In the beginning ...
I wrote my first web pages in 1994. It does not seem so long ago now, but those pages are the poor relations of modern HTML, Java and Javascript creations. Writing for the web has obviously changed, at least superficially. However, I am less convinced that the basic principles which should underpin the creation of a law school web site have changed at all. I want to elaborate those principles, as far as I see them.
There are many law schools on the web, providing a variety of different types of site. However, many more have yet to take the plunge.
A web site is not an absolute necessity, but it is not hard to create one, and it is straightforward to create a good one, which will serve a valuable purpose, either for the law school itself, or for the wider community.
An essential question
The first and most important question any web author has to ask themselves is "What is this site for?" This is particularly important for a law school. In the UK, at least, law teachers have always had an ambivalent relationship with computers. This may have a number of causes
(the fact that UK law schools are less clearly vocationally oriented than their US counterparts may be significant, for example), but the reasons are less important than the effects. An analogy may be drawn with the experience of Computer Assisted Learning (CAL). Whilst the US law schools have invested heavily in CAL through US-CALI, initiatives in the UK were piecemeal and driven by enthusiastic individuals until government funding permitted the creation of the Law Courseware
Consortium. Even now, CAL is not pervasive in UK law schools. A similar, but more public, process is occurring in the development of the web.
Whilst the use of CAL is an internal matter, invisible to the outside world, a law school's use of the web is very public. A poorly implemented web strategy is likely to show the institution in a poor light. Unfortunately, many law schools have fallen into this trap. I am sorry to say that my own is one of them. The reason is a complete lack of strategy in their adoption of the web as a tool. That strategy must begin with clear objectives. What objectives might there be?

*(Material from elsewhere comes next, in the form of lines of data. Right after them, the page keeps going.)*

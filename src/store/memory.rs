//! In-memory [`Store`] implementation for tests.
//!
//! Uses `Vec`s behind `std::sync::RwLock`. Writes validate the same
//! references the SQLite schema enforces with foreign keys, and are staged
//! before being applied so a failed write leaves nothing behind.

use std::sync::RwLock;

use anyhow::{bail, Result};
use async_trait::async_trait;
use chrono::{DateTime, Utc};

use crate::models::{
    FileRunStatus, FilesetChange, FilesetEntry, Filetype, Partner, PartnerRunStatus, Run,
    RunId, RunOutcome,
};

use super::Store;

/// In-memory store.
#[derive(Default)]
pub struct InMemoryStore {
    partners: RwLock<Vec<Partner>>,
    filetypes: RwLock<Vec<Filetype>>,
    fileset: RwLock<Vec<FilesetEntry>>,
    runs: RwLock<Vec<Run>>,
    partner_statuses: RwLock<Vec<PartnerRunStatus>>,
    file_statuses: RwLock<Vec<FileRunStatus>>,
}

impl InMemoryStore {
    pub fn new() -> Self {
        Self::default()
    }

    pub fn add_partner(&self, partner: Partner) {
        self.partners.write().unwrap().push(partner);
    }

    pub fn add_filetype(&self, filetype: Filetype) {
        self.filetypes.write().unwrap().push(filetype);
    }

    pub fn add_fileset_entry(&self, entry: FilesetEntry) {
        self.fileset.write().unwrap().push(entry);
    }

    fn has_partner(&self, id: i64) -> bool {
        self.partners.read().unwrap().iter().any(|p| p.id == id)
    }
}

#[async_trait]
impl Store for InMemoryStore {
    async fn partners(&self) -> Result<Vec<Partner>> {
        let mut partners = self.partners.read().unwrap().clone();
        partners.sort_by_key(|p| p.id);
        Ok(partners)
    }

    async fn filetypes(&self) -> Result<Vec<Filetype>> {
        let mut filetypes = self.filetypes.read().unwrap().clone();
        filetypes.sort_by_key(|ft| ft.id);
        Ok(filetypes)
    }

    async fn fileset_entries(&self) -> Result<Vec<FilesetEntry>> {
        Ok(self.fileset.read().unwrap().clone())
    }

    async fn begin_run(&self, started_at: DateTime<Utc>) -> Result<Run> {
        let mut runs = self.runs.write().unwrap();
        let id = runs.iter().map(|r| r.id).max().unwrap_or(0) + 1;
        let run = Run { id, started_at };
        runs.push(run.clone());
        Ok(run)
    }

    async fn record_run(&self, run_id: RunId, outcome: &RunOutcome) -> Result<()> {
        if !self.runs.read().unwrap().iter().any(|r| r.id == run_id) {
            bail!("run {} does not exist", run_id);
        }

        let mut partner_rows = Vec::with_capacity(outcome.partners.len());
        for p in &outcome.partners {
            if !self.has_partner(p.partner_id) {
                bail!("partner {} does not exist", p.partner_id);
            }
            partner_rows.push(PartnerRunStatus {
                run_id,
                partner_id: p.partner_id,
                status: p.status,
            });
        }

        let mut file_rows = Vec::with_capacity(outcome.files.len());
        for f in &outcome.files {
            if !self.has_partner(f.partner_id) {
                bail!("partner {} does not exist", f.partner_id);
            }
            file_rows.push(FileRunStatus {
                run_id,
                partner_id: f.partner_id,
                filename: f.filename.clone(),
                filetype_id: f.filetype_id,
                status: f.status.clone(),
            });
        }

        self.partner_statuses.write().unwrap().extend(partner_rows);
        self.file_statuses.write().unwrap().extend(file_rows);
        Ok(())
    }

    async fn run(&self, run_id: RunId) -> Result<Option<Run>> {
        Ok(self
            .runs
            .read()
            .unwrap()
            .iter()
            .find(|r| r.id == run_id)
            .cloned())
    }

    async fn partner_statuses(&self, run_id: RunId) -> Result<Vec<PartnerRunStatus>> {
        Ok(self
            .partner_statuses
            .read()
            .unwrap()
            .iter()
            .filter(|r| r.run_id == run_id)
            .cloned()
            .collect())
    }

    async fn file_statuses(&self, run_id: RunId) -> Result<Vec<FileRunStatus>> {
        Ok(self
            .file_statuses
            .read()
            .unwrap()
            .iter()
            .filter(|r| r.run_id == run_id)
            .cloned()
            .collect())
    }

    async fn apply_fileset_changes(&self, changes: &[FilesetChange]) -> Result<()> {
        for change in changes {
            if !self.has_partner(change.entry().partner_id) {
                bail!("partner {} does not exist", change.entry().partner_id);
            }
        }

        let mut fileset = self.fileset.write().unwrap();
        let mut staged = fileset.clone();
        for change in changes {
            let entry = change.entry();
            let replaces_type = matches!(change, FilesetChange::Replace(_));
            staged.retain(|e| {
                e.partner_id != entry.partner_id
                    || (e.filename_pattern != entry.filename_pattern
                        && !(replaces_type && e.filetype_id == entry.filetype_id))
            });
            staged.push(entry.clone());
        }
        *fileset = staged;
        Ok(())
    }
}

#[cfg(test)]
mod tests {
    use super::*;
    use crate::models::{FileEvaluation, FileStatus, PartnerEvaluation, PartnerStatus};

    fn partner(id: i64) -> Partner {
        Partner {
            id,
            name: format!("p{}", id),
            full_name: format!("Partner {}", id),
            directory: "/nonexistent".into(),
            stored_directory: None,
            enabled: true,
        }
    }

    #[tokio::test]
    async fn test_run_ids_increase_and_survive_failed_record() {
        let store = InMemoryStore::new();
        store.add_partner(partner(1));
        let r1 = store.begin_run(Utc::now()).await.unwrap();
        let bad = RunOutcome {
            partners: vec![PartnerEvaluation {
                partner_id: 99,
                status: PartnerStatus::NoNewData,
            }],
            files: vec![],
        };
        assert!(store.record_run(r1.id, &bad).await.is_err());
        assert!(store.partner_statuses(r1.id).await.unwrap().is_empty());

        let r2 = store.begin_run(Utc::now()).await.unwrap();
        assert_eq!((r1.id, r2.id), (1, 2));
    }

    #[tokio::test]
    async fn test_record_run_is_all_or_nothing() {
        let store = InMemoryStore::new();
        store.add_partner(partner(1));
        let run = store.begin_run(Utc::now()).await.unwrap();
        let outcome = RunOutcome {
            partners: vec![PartnerEvaluation {
                partner_id: 1,
                status: PartnerStatus::HasNewFiles,
            }],
            files: vec![FileEvaluation {
                partner_id: 2,
                filename: "LABS.csv".into(),
                filetype_id: None,
                status: FileStatus::NoPriorFileset,
            }],
        };
        assert!(store.record_run(run.id, &outcome).await.is_err());
        assert!(store.partner_statuses(run.id).await.unwrap().is_empty());
        assert!(store.file_statuses(run.id).await.unwrap().is_empty());
    }

    #[tokio::test]
    async fn test_replace_only_touches_same_partner_and_type() {
        let store = InMemoryStore::new();
        store.add_partner(partner(1));
        store.add_partner(partner(2));
        let entry = |pid, pattern: &str, ft: Option<i64>| FilesetEntry {
            partner_id: pid,
            filename_pattern: pattern.into(),
            filetype_id: ft,
            header: "h".into(),
            recorded_at: Utc::now(),
        };
        store.add_fileset_entry(entry(1, "DEMO_OLD", Some(1)));
        store.add_fileset_entry(entry(2, "DEMO", Some(1)));
        store.add_fileset_entry(entry(1, "misc", None));

        store
            .apply_fileset_changes(&[FilesetChange::Replace(entry(1, "DEMO_NEW", Some(1)))])
            .await
            .unwrap();

        let mut patterns: Vec<_> = store
            .fileset_entries()
            .await
            .unwrap()
            .into_iter()
            .map(|e| (e.partner_id, e.filename_pattern))
            .collect();
        patterns.sort();
        assert_eq!(
            patterns,
            vec![
                (1, "DEMO_NEW".to_string()),
                (1, "misc".to_string()),
                (2, "DEMO".to_string()),
            ]
        );
    }

    #[tokio::test]
    async fn test_one_entry_per_partner_and_pattern() {
        let store = InMemoryStore::new();
        store.add_partner(partner(1));
        let entry = |pattern: &str, ft: Option<i64>, header: &str| FilesetEntry {
            partner_id: 1,
            filename_pattern: pattern.into(),
            filetype_id: ft,
            header: header.into(),
            recorded_at: Utc::now(),
        };
        store.add_fileset_entry(entry("LABS", None, "pid,date"));
        store.add_fileset_entry(entry("VITAL", Some(3), "pid,height"));

        store
            .apply_fileset_changes(&[
                FilesetChange::Replace(entry("LABS", Some(2), "pid,date,value")),
                FilesetChange::Insert(entry("VITAL", None, "pid")),
            ])
            .await
            .unwrap();

        let mut entries: Vec<_> = store
            .fileset_entries()
            .await
            .unwrap()
            .into_iter()
            .map(|e| (e.filename_pattern, e.filetype_id, e.header))
            .collect();
        entries.sort();
        assert_eq!(
            entries,
            vec![
                ("LABS".to_string(), Some(2), "pid,date,value".to_string()),
                ("VITAL".to_string(), None, "pid".to_string()),
            ]
        );
    }
}
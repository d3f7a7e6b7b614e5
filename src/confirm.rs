//! Yes/no confirmation capability.
//!
//! Table creation, seed loading and fileset-build pacing all ask before
//! acting. They ask through [`Confirm`] so the logic behind them never
//! touches a terminal directly.

use std::collections::VecDeque;

use anyhow::{Context, Result};

pub trait Confirm {
    /// Ask `prompt`; `Ok(true)` means go ahead.
    fn confirm(&mut self, prompt: &str) -> Result<bool>;
}

/// Interactive prompt on the controlling terminal.
pub struct TerminalConfirm;

impl Confirm for TerminalConfirm {
    fn confirm(&mut self, prompt: &str) -> Result<bool> {
        dialoguer::Confirm::new()
            .with_prompt(prompt)
            .default(false)
            .interact()
            .context("Failed to read confirmation from terminal")
    }
}

/// Answers yes to everything (`--yes`, unattended runs).
pub struct AssumeYes;

impl Confirm for AssumeYes {
    fn confirm(&mut self, _prompt: &str) -> Result<bool> {
        Ok(true)
    }
}

/// Pre-recorded answers, consumed in order; once exhausted every further
/// prompt gets `fallback`. Keeps the prompts it was asked.
#[derive(Debug, Default)]
pub struct ScriptedConfirm {
    answers: VecDeque<bool>,
    fallback: bool,
    asked: Vec<String>,
}

impl ScriptedConfirm {
    pub fn new(answers: impl IntoIterator<Item = bool>, fallback: bool) -> Self {
        Self {
            answers: answers.into_iter().collect(),
            fallback,
            asked: Vec::new(),
        }
    }

    pub fn asked(&self) -> &[String] {
        &self.asked
    }
}

impl Confirm for ScriptedConfirm {
    fn confirm(&mut self, prompt: &str) -> Result<bool> {
        self.asked.push(prompt.to_string());
        Ok(self.answers.pop_front().unwrap_or(self.fallback))
    }
}
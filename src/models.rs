//! Core data models used throughout data-inbox.
//!
//! These types describe partners, the fileset history recorded for them,
//! and the append-only status rows produced by each drift-check run.

use std::fmt;
use std::path::PathBuf;

use anyhow::{bail, Result};
use chrono::{DateTime, Utc};

pub type PartnerId = i64;
pub type RunId = i64;
pub type FiletypeId = i64;

/// An external data-submitting entity with one watch directory.
#[derive(Debug, Clone, PartialEq, Eq)]
pub struct Partner {
    pub id: PartnerId,
    pub name: String,
    pub full_name: String,
    /// Inbound directory scanned by the drift check.
    pub directory: PathBuf,
    /// Historical directory tree scanned by the fileset build.
    pub stored_directory: Option<PathBuf>,
    pub enabled: bool,
}

/// One entry of the controlled filetype vocabulary.
#[derive(Debug, Clone, PartialEq, Eq)]
pub struct Filetype {
    pub id: FiletypeId,
    pub name: String,
}

/// A previously recorded file signature for a partner.
///
/// `filetype_id` is `None` for the catch-all "unidentified" type; those
/// entries are keyed by their own filename pattern.
#[derive(Debug, Clone, PartialEq, Eq)]
pub struct FilesetEntry {
    pub partner_id: PartnerId,
    pub filename_pattern: String,
    pub filetype_id: Option<FiletypeId>,
    pub header: String,
    pub recorded_at: DateTime<Utc>,
}

/// One execution of the drift-detection pass.
#[derive(Debug, Clone, PartialEq, Eq)]
pub struct Run {
    pub id: RunId,
    pub started_at: DateTime<Utc>,
}

/// Partner-level status, one per partner per run.
#[derive(Debug, Clone, Copy, PartialEq, Eq, Hash, PartialOrd, Ord)]
pub enum PartnerStatus {
    NoNewData,
    DirectoryNotFound,
    HasNewFiles,
    NotChecked,
}

impl PartnerStatus {
    pub const ALL: [PartnerStatus; 4] = [
        PartnerStatus::NoNewData,
        PartnerStatus::DirectoryNotFound,
        PartnerStatus::HasNewFiles,
        PartnerStatus::NotChecked,
    ];

    pub fn code(self) -> i64 {
        match self {
            PartnerStatus::NoNewData => 1,
            PartnerStatus::DirectoryNotFound => 2,
            PartnerStatus::HasNewFiles => 3,
            PartnerStatus::NotChecked => 4,
        }
    }

    pub fn from_code(code: i64) -> Result<Self> {
        match code {
            1 => Ok(PartnerStatus::NoNewData),
            2 => Ok(PartnerStatus::DirectoryNotFound),
            3 => Ok(PartnerStatus::HasNewFiles),
            4 => Ok(PartnerStatus::NotChecked),
            other => bail!("unknown partner status code {}", other),
        }
    }

    pub fn description(self) -> &'static str {
        match self {
            PartnerStatus::NoNewData => "No new data",
            PartnerStatus::DirectoryNotFound => "Directory not found",
            PartnerStatus::HasNewFiles => "New data",
            PartnerStatus::NotChecked => "Not checked",
        }
    }
}

/// File-level status. Column lists live only on the two diff variants
/// that report them.
#[derive(Debug, Clone, PartialEq, Eq)]
pub enum FileStatus {
    NoHeaderChange,
    ColumnsAdded { added: Vec<String> },
    ColumnsRemoved { removed: Vec<String> },
    HeaderMissing,
    UnidentifiedFiletype,
    ColumnsAddedAndRemoved { added: Vec<String>, removed: Vec<String> },
    NoPriorFileset,
}

impl FileStatus {
    /// `(code, description)` for every variant, used to populate the
    /// `file_status_codes` lookup table.
    pub const CODES: [(i64, &'static str); 7] = [
        (1, "No header change"),
        (2, "Columns added"),
        (3, "Columns removed"),
        (4, "Header missing"),
        (5, "Unidentified filetype"),
        (6, "Columns added and removed"),
        (7, "No prior fileset"),
    ];

    pub fn code(&self) -> i64 {
        match self {
            FileStatus::NoHeaderChange => 1,
            FileStatus::ColumnsAdded { .. } => 2,
            FileStatus::ColumnsRemoved { .. } => 3,
            FileStatus::HeaderMissing => 4,
            FileStatus::UnidentifiedFiletype => 5,
            FileStatus::ColumnsAddedAndRemoved { .. } => 6,
            FileStatus::NoPriorFileset => 7,
        }
    }

    /// Rebuild a status from its stored code and nullable column lists.
    pub fn from_parts(
        code: i64,
        added: Option<Vec<String>>,
        removed: Option<Vec<String>>,
    ) -> Result<Self> {
        let status = match code {
            1 => FileStatus::NoHeaderChange,
            2 => FileStatus::ColumnsAdded {
                added: added.unwrap_or_default(),
            },
            3 => FileStatus::ColumnsRemoved {
                removed: removed.unwrap_or_default(),
            },
            4 => FileStatus::HeaderMissing,
            5 => FileStatus::UnidentifiedFiletype,
            6 => FileStatus::ColumnsAddedAndRemoved {
                added: added.unwrap_or_default(),
                removed: removed.unwrap_or_default(),
            },
            7 => FileStatus::NoPriorFileset,
            other => bail!("unknown file status code {}", other),
        };
        Ok(status)
    }

    pub fn added(&self) -> Option<&[String]> {
        match self {
            FileStatus::ColumnsAdded { added } | FileStatus::ColumnsAddedAndRemoved { added, .. } => {
                Some(added)
            }
            _ => None,
        }
    }

    pub fn removed(&self) -> Option<&[String]> {
        match self {
            FileStatus::ColumnsRemoved { removed }
            | FileStatus::ColumnsAddedAndRemoved { removed, .. } => Some(removed),
            _ => None,
        }
    }

    /// Everything except an unchanged header needs a human look.
    pub fn is_exception(&self) -> bool {
        !matches!(self, FileStatus::NoHeaderChange)
    }
}

impl fmt::Display for FileStatus {
    fn fmt(&self, f: &mut fmt::Formatter<'_>) -> fmt::Result {
        let code = self.code();
        let description = FileStatus::CODES
            .iter()
            .find(|(c, _)| *c == code)
            .map(|(_, d)| *d)
            .unwrap_or("unknown");
        write!(f, "{} ({})", description, code)
    }
}

/// Partner-level classification produced by a run, before it is tagged
/// with a run id.
#[derive(Debug, Clone, PartialEq, Eq)]
pub struct PartnerEvaluation {
    pub partner_id: PartnerId,
    pub status: PartnerStatus,
}

/// File-level classification produced by a run, before it is tagged
/// with a run id.
#[derive(Debug, Clone, PartialEq, Eq)]
pub struct FileEvaluation {
    pub partner_id: PartnerId,
    pub filename: String,
    pub filetype_id: Option<FiletypeId>,
    pub status: FileStatus,
}

/// Everything one drift-check pass decided. Buffered in memory and
/// written in a single transaction.
#[derive(Debug, Clone, Default, PartialEq, Eq)]
pub struct RunOutcome {
    pub partners: Vec<PartnerEvaluation>,
    pub files: Vec<FileEvaluation>,
}

/// Stored partner status row.
#[derive(Debug, Clone, PartialEq, Eq)]
pub struct PartnerRunStatus {
    pub run_id: RunId,
    pub partner_id: PartnerId,
    pub status: PartnerStatus,
}

/// Stored file status row.
#[derive(Debug, Clone, PartialEq, Eq)]
pub struct FileRunStatus {
    pub run_id: RunId,
    pub partner_id: PartnerId,
    pub filename: String,
    pub filetype_id: Option<FiletypeId>,
    pub status: FileStatus,
}

/// A write against the fileset history, produced by the fileset build.
#[derive(Debug, Clone, PartialEq, Eq)]
pub enum FilesetChange {
    /// Delete any entry for `(partner, filetype)` and insert this one.
    Replace(FilesetEntry),
    /// Append this entry (catch-all entries accumulate).
    Insert(FilesetEntry),
}

impl FilesetChange {
    pub fn entry(&self) -> &FilesetEntry {
        match self {
            FilesetChange::Replace(entry) | FilesetChange::Insert(entry) => entry,
        }
    }
}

- A law school might use the web to recruit new students
- In the UK this is likely to have minimal impact, except on postgraduate recruitment, since the majority of law students have come straight from school. Good contacts with the schools is likely to be more productive. In the US, things may be different.
- Law firms may be enticed to employ graduates of a law school because of the web site
- Again, it is more likely that personal contact would produce better results. In addition, despite the kudos enjoyed by law schools which have a high level of graduate employment, that success is at least equally attributable to the quality of the graduates themselves. Even the fanciest web site will not change that.
- A web site offers legal academics the chance to 'display their wares' in a new and attractive way
- This is a worthy aim, but the effectiveness of the medium is still limited by virtue of the fact that few academics have taken the opportunity to use it in this way. Until a critical mass is reached, web publishing will remain secondary to traditional forms of publication.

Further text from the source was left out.